Luxembourgish daily newspaper

Luxemburger Wort (/de/, /lb/; lit. 'Luxembourgish Speech') is a German-language Luxembourgish daily newspaper. There are online English and French editions named the Luxembourg Times and Virgule respectively. It is owned by Mediahuis Luxembourg.

==History and profile==
Luxemburger Wort began publication on 23 March 1848. The paper was founded just three days after press censorship was abolished. The newspaper is mainly written in German, but includes small sections in both Luxembourgish and French. For many years from its founding until recently, the paper was part of the Saint-Paul Luxembourg S.A. which was owned by the Archdiocese. The paper has a strong Catholic leaning.

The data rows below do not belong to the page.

use quickcheck_macros::quickcheck;
use rand::prelude::*;
use std::{collections::BTreeMap, prelude::v1::*};

use super::*;
use crate::{
    compact::CompactNode,
    standard::Node,
    testing::{
        insert_keys, keys_ascending, keys_descending, Arena, CompactMap, Dump, Entry, StdMap,
    },
};

macro_rules! gen_map_test {
    ($modname:ident, $adapter:ty, $link:ty) => {
        mod $modname {
            use super::*;

            type A = $adapter;
            type L = $link;

            #[test]
            fn init() {
                scenarios::init::<L, A>();
            }

            #[test]
            fn insert_left() {
                scenarios::insert_with_heights::<L, A>(
                    &[8, 7, 2, 4, 1, 3, 6, 5],
                    &[1, 1, 1, 2, 2, 2, 2, 2],
                );
            }

            #[test]
            fn insert_right() {
                scenarios::insert_with_heights::<L, A>(
                    &[1, 2, 7, 5, 8, 6, 3, 4],
                    &[1, 1, 1, 2, 2, 2, 2, 2],
                );
            }

            #[test]
            fn remove_simple() {
                scenarios::remove_one::<L, A>(&[3, 1, 4, 2], 4, 2);
                scenarios::remove_one::<L, A>(&[3, 1, 4, 2], 1, 2);
            }

            #[test]
            fn remove_simple2() {
                // `3` has two children; its successor is its right child
                scenarios::remove_one::<L, A>(&[6, 1, 10, 3, 7, 4, 8, 9, 5, 2], 3, 2);
                // `8` has two children; its successor is further down
                scenarios::remove_one::<L, A>(&[6, 1, 10, 3, 7, 4, 8, 9, 5, 2], 8, 2);
            }

            #[test]
            fn duplicate() {
                scenarios::duplicate::<L, A>();
            }

            #[test]
            fn traverse() {
                scenarios::traverse::<L, A>();
            }

            #[test]
            fn find_then_walk() {
                scenarios::find_then_walk::<L, A>(10);
                scenarios::find_then_walk::<L, A>(100);
            }

            #[test]
            fn remove_at_cursor() {
                scenarios::remove_at_cursor::<L, A>();
            }

            #[test]
            fn insert_remove_all() {
                scenarios::insert_remove_all::<L, A>(100);
            }

            #[test]
            fn random() {
                scenarios::random::<L, A>(if cfg!(debug_assertions) { 4 } else { 1000 });
            }

            #[test]
            #[ignore = "slow in debug builds; run with `--release -- --ignored`"]
            fn random_full() {
                scenarios::random::<L, A>(1000);
            }

            #[quickcheck]
            fn qc_commands(cmds: Vec<u8>) {
                scenarios::commands::<L, A>(cmds);
            }
        }
    };
}

gen_map_test!(standard, StdMap, Node);
gen_map_test!(compact, CompactMap, CompactNode);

It is not known exactly how the Apostolic Vicar Jean-Théodore Laurent, who had been accused by the government of provoking the 1848 Revolution and had to leave the country six weeks later, brought about the creation of the newspaper.

Nevertheless, Laurent wrote to his brother that they were making use of freedom of the press. In 1948, the bishop Joseph Laurent Philippe described the foundation of the Luxemburger Wort as Laurent's last great act; the director of the seminary Georges Hellinghausen described Laurent's participation as decisive. The new newspaper was an aggressive Catholic opposition newspaper and, in part, combative towards the liberal state. Its creation marked the true birth of political Catholicism in Luxembourg.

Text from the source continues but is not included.